- Opening Delimiter -

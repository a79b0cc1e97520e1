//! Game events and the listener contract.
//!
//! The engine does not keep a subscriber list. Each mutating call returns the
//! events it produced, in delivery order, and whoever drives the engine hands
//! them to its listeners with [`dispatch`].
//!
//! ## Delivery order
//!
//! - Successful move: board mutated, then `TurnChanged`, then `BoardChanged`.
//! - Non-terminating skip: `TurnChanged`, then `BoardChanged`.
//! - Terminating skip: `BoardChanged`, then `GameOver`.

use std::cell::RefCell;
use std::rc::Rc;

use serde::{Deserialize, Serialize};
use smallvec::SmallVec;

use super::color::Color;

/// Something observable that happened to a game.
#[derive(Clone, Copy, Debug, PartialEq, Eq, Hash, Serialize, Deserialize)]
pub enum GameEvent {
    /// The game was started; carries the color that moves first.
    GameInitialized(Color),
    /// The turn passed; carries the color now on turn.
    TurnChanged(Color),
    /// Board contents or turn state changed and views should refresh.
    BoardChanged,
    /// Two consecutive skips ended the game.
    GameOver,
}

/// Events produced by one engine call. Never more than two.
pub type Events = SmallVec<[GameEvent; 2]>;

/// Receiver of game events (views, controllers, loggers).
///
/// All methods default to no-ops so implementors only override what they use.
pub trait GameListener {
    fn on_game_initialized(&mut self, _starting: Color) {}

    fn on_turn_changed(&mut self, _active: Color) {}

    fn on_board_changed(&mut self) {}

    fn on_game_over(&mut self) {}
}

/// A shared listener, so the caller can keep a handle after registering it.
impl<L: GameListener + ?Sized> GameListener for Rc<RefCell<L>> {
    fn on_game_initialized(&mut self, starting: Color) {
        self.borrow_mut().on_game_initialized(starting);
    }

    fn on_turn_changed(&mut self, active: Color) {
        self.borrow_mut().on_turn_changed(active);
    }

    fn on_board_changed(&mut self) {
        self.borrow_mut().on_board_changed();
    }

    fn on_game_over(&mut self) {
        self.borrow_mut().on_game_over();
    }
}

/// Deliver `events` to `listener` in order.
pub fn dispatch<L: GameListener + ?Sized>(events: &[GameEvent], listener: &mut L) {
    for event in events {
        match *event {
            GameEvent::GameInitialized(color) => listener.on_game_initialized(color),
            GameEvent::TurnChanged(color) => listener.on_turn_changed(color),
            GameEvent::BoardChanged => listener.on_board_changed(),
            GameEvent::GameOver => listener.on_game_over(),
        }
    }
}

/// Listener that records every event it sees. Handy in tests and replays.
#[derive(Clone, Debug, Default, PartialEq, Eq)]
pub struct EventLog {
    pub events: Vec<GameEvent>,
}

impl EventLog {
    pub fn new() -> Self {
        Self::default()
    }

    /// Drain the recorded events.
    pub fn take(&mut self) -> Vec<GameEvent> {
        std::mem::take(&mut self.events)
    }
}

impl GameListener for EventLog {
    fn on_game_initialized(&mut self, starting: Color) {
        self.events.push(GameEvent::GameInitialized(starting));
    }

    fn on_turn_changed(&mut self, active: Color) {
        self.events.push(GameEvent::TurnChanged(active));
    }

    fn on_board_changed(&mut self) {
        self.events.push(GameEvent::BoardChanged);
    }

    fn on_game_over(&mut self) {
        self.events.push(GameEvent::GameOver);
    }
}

- Closing Delimiter -

#### [Task objective]
The data, all of it, should be transcribed exactly.

#### [Exercise answer]
repository a79b0cc1e97520e1
//! Game events and the listener contract.
//!
//! The engine does not keep a subscriber list. Each mutating call returns the
//! events it produced, in delivery order, and whoever drives the engine hands
//! them to its listeners with [`dispatch`].
//!
//! ## Delivery order
//!
//! - Successful move: board mutated, then `TurnChanged`, then `BoardChanged`.
//! - Non-terminating skip: `TurnChanged`, then `BoardChanged`.
//! - Terminating skip: `BoardChanged`, then `GameOver`.

use std::cell::RefCell;
use std::rc::Rc;

use serde::{Deserialize, Serialize};
use smallvec::SmallVec;

use super::color::Color;

/// Something observable that happened to a game.
#[derive(Clone, Copy, Debug, PartialEq, Eq, Hash, Serialize, Deserialize)]
pub enum GameEvent {
    /// The game was started; carries the color that moves first.
    GameInitialized(Color),
    /// The turn passed; carries the color now on turn.
    TurnChanged(Color),
    /// Board contents or turn state changed and views should refresh.
    BoardChanged,
    /// Two consecutive skips ended the game.
    GameOver,
}

/// Events produced by one engine call. Never more than two.
pub type Events = SmallVec<[GameEvent; 2]>;

/// Receiver of game events (views, controllers, loggers).
///
/// All methods default to no-ops so implementors only override what they use.
pub trait GameListener {
    fn on_game_initialized(&mut self, _starting: Color) {}

    fn on_turn_changed(&mut self, _active: Color) {}

    fn on_board_changed(&mut self) {}

    fn on_game_over(&mut self) {}
}

/// A shared listener, so the caller can keep a handle after registering it.
impl<L: GameListener + ?Sized> GameListener for Rc<RefCell<L>> {
    fn on_game_initialized(&mut self, starting: Color) {
        self.borrow_mut().on_game_initialized(starting);
    }

    fn on_turn_changed(&mut self, active: Color) {
        self.borrow_mut().on_turn_changed(active);
    }

    fn on_board_changed(&mut self) {
        self.borrow_mut().on_board_changed();
    }

    fn on_game_over(&mut self) {
        self.borrow_mut().on_game_over();
    }
}

/// Deliver `events` to `listener` in order.
pub fn dispatch<L: GameListener + ?Sized>(events: &[GameEvent], listener: &mut L) {
    for event in events {
        match *event {
            GameEvent::GameInitialized(color) => listener.on_game_initialized(color),
            GameEvent::TurnChanged(color) => listener.on_turn_changed(color),
            GameEvent::BoardChanged => listener.on_board_changed(),
            GameEvent::GameOver => listener.on_game_over(),
        }
    }
}

/// Listener that records every event it sees. Handy in tests and replays.
#[derive(Clone, Debug, Default, PartialEq, Eq)]
pub struct EventLog {
    pub events: Vec<GameEvent>,
}

impl EventLog {
    pub fn new() -> Self {
        Self::default()
    }

    /// Drain the recorded events.
    pub fn take(&mut self) -> Vec<GameEvent> {
        std::mem::take(&mut self.events)
    }
}

impl GameListener for EventLog {
    fn on_game_initialized(&mut self, starting: Color) {
        self.events.push(GameEvent::GameInitialized(starting));
    }

    fn on_turn_changed(&mut self, active: Color) {
        self.events.push(GameEvent::TurnChanged(active));
    }

    fn on_board_changed(&mut self) {
        self.events.push(GameEvent::BoardChanged);
    }

    fn on_game_over(&mut self) {
        self.events.push(GameEvent::GameOver);
    }
}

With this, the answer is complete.